The legal process began in the Plaça de Castilla courts after the CNI itself filed a complaint against its investigated agents. Once the matter was brought to court, the arrests of the spies were carried out; one of them was sent to provisional prison. The case is under summary secrecy. That is why the head of Defense did not advance more details on this issue that the Central Government has wanted to deal with with the utmost discretion. From the House – as the headquarters of the CNI is known – they suspect that the information has come to light through a leak from the court that coordinates the investigation.
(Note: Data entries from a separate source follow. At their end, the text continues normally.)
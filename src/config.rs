use std::path::PathBuf;
use clap::Parser;
use hifitime::Duration;

pub(crate) const CELESTRAK_ACTIVE_URL: &str =
    "https://celestrak.org/NORAD/elements/gp.php?GROUP=active&FORMAT=tle";

/// Command line of the viewer. Without options the active-satellite feed is fetched.
#[derive(Debug, Parser)]
#[command(name = "satellite-orbit", about = "Plot short-horizon satellite orbits over the Earth")]
pub(crate) struct Args {
    /// Element set feed to fetch at startup
    #[arg(long, value_name = "URL", default_value = CELESTRAK_ACTIVE_URL)]
    pub(crate) catalog_url: String,

    /// Read element sets from a local TLE file instead of fetching them
    #[arg(long, value_name = "PATH", conflicts_with = "catalog_url")]
    pub(crate) tle_file: Option<PathBuf>,
}

#[derive(Debug, Clone)]
pub(crate) struct OrbitConfig {
    pub(crate) catalog_url: String,
    pub(crate) dropdown_limit: usize,
    pub(crate) sample_count: usize,
    pub(crate) sample_step: Duration,
    pub(crate) earth_radius_km: f64,
    pub(crate) mesh_resolution: usize,
}

impl Default for OrbitConfig {
    fn default() -> Self {
        OrbitConfig {
            catalog_url: CELESTRAK_ACTIVE_URL.to_string(),
            dropdown_limit: 50,
            sample_count: 90,
            sample_step: Duration::from_seconds(60.0),
            earth_radius_km: 6371.0,
            mesh_resolution: 100,
        }
    }
}

impl OrbitConfig {
    pub(crate) fn from_args(args: &Args) -> OrbitConfig {
        OrbitConfig {
            catalog_url: args.catalog_url.clone(),
            ..OrbitConfig::default()
        }
    }
}

#[cfg(test)]
mod tests {
    use super::*;

    #[test]
    fn test_defaults() {
        let config = OrbitConfig::default();
        assert_eq!(config.catalog_url, CELESTRAK_ACTIVE_URL);
        assert_eq!(config.dropdown_limit, 50);
        assert_eq!(config.sample_count, 90);
        assert_eq!(config.sample_step.to_seconds(), 60.0);
        assert_eq!(config.mesh_resolution, 100);
    }

    #[test]
    fn test_catalog_url_override() {
        let args = Args::parse_from(["satellite-orbit", "--catalog-url", "http://localhost/tle.txt"]);
        let config = OrbitConfig::from_args(&args);
        assert_eq!(config.catalog_url, "http://localhost/tle.txt");
        assert_eq!(config.sample_count, 90);
        assert!(args.tle_file.is_none());
    }

    #[test]
    fn test_tle_file() {
        let args = Args::parse_from(["satellite-orbit", "--tle-file", "stations.tle"]);
        assert_eq!(args.tle_file, Some(PathBuf::from("stations.tle")));
        assert_eq!(args.catalog_url, CELESTRAK_ACTIVE_URL);
    }
}
use std::f64::consts::{PI, TAU};

/// Earth-centered position in kilometers
#[derive(Debug, Copy, Clone, Default, PartialEq)]
pub(crate) struct GeocentricPosition {
    pub(crate) x: f64,
    pub(crate) y: f64,
    pub(crate) z: f64,
}

impl GeocentricPosition {
    pub(crate) fn new(x: f64, y: f64, z: f64) -> GeocentricPosition {
        GeocentricPosition {x, y, z}
    }

    pub(crate) fn norm(&self) -> f64 {
        (self.x.powi(2) + self.y.powi(2) + self.z.powi(2)).sqrt()
    }
}

impl From<[f64; 3]> for GeocentricPosition {
    fn from(value: [f64; 3]) -> GeocentricPosition {
        GeocentricPosition::new(value[0], value[1], value[2])
    }
}

///
/// Sphere sampled on a resolution x resolution grid. Rows run over longitude [0, 2π], columns over
/// colatitude [0, π], both endpoints included.
///
#[derive(Debug, Clone, PartialEq)]
pub(crate) struct EarthMesh {
    resolution: usize,
    points: Vec<GeocentricPosition>,
}

impl EarthMesh {
    pub(crate) fn sphere(radius: f64, resolution: usize) -> EarthMesh {
        let resolution = resolution.max(2);
        let last = (resolution - 1) as f64;

        let points = (0..resolution)
            .flat_map(|row| (0..resolution).map(move |column| (row, column)))
            .map(|(row, column)| {
                let longitude = TAU * row as f64 / last;
                let colatitude = PI * column as f64 / last;
                GeocentricPosition::new(
                    radius * longitude.cos() * colatitude.sin(),
                    radius * longitude.sin() * colatitude.sin(),
                    radius * colatitude.cos(),
                )
            })
            .collect();

        EarthMesh { resolution, points }
    }

    pub(crate) fn resolution(&self) -> usize {
        self.resolution
    }

    pub(crate) fn point(&self, row: usize, column: usize) -> GeocentricPosition {
        self.points[row * self.resolution + column]
    }

    /// Two triangles per grid cell, counter-clockwise seen from outside the sphere
    pub(crate) fn triangles(&self) -> impl Iterator<Item = [GeocentricPosition; 3]> + '_ {
        let cells = self.resolution - 1;
        (0..cells)
            .flat_map(move |row| (0..cells).map(move |column| (row, column)))
            .flat_map(move |(row, column)| {
                let p00 = self.point(row, column);
                let p01 = self.point(row, column + 1);
                let p10 = self.point(row + 1, column);
                let p11 = self.point(row + 1, column + 1);
                [[p00, p01, p10], [p10, p01, p11]]
            })
    }
}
In 2007, ex-agent Roberto Flórez, who worked in the CNI for a little over five years, was arrested for providing information to Russia, as it emerged from a document found in the searches of his home. In this letter he demanded the payment of 200,000 dollars in exchange for information reserved to a hostile country. Flórez became the first Spaniard convicted of a crime of treason in democracy. Article 584 of the Penal Code includes the punishment for “the Spaniard who, in order to favor a foreign power, association or international organization, procures, falsifies, makes useless or reveals information classified as reserved or secret, liable to harm national security or national defense”.
Intelligence sources explain that the unusual fact of the case is that the information was being leaked to a country with which Spain collaborates very closely in the exchange of information. If it were proven that the United States had bought Spanish spies, the same sources point out, we would be facing “a very serious event”.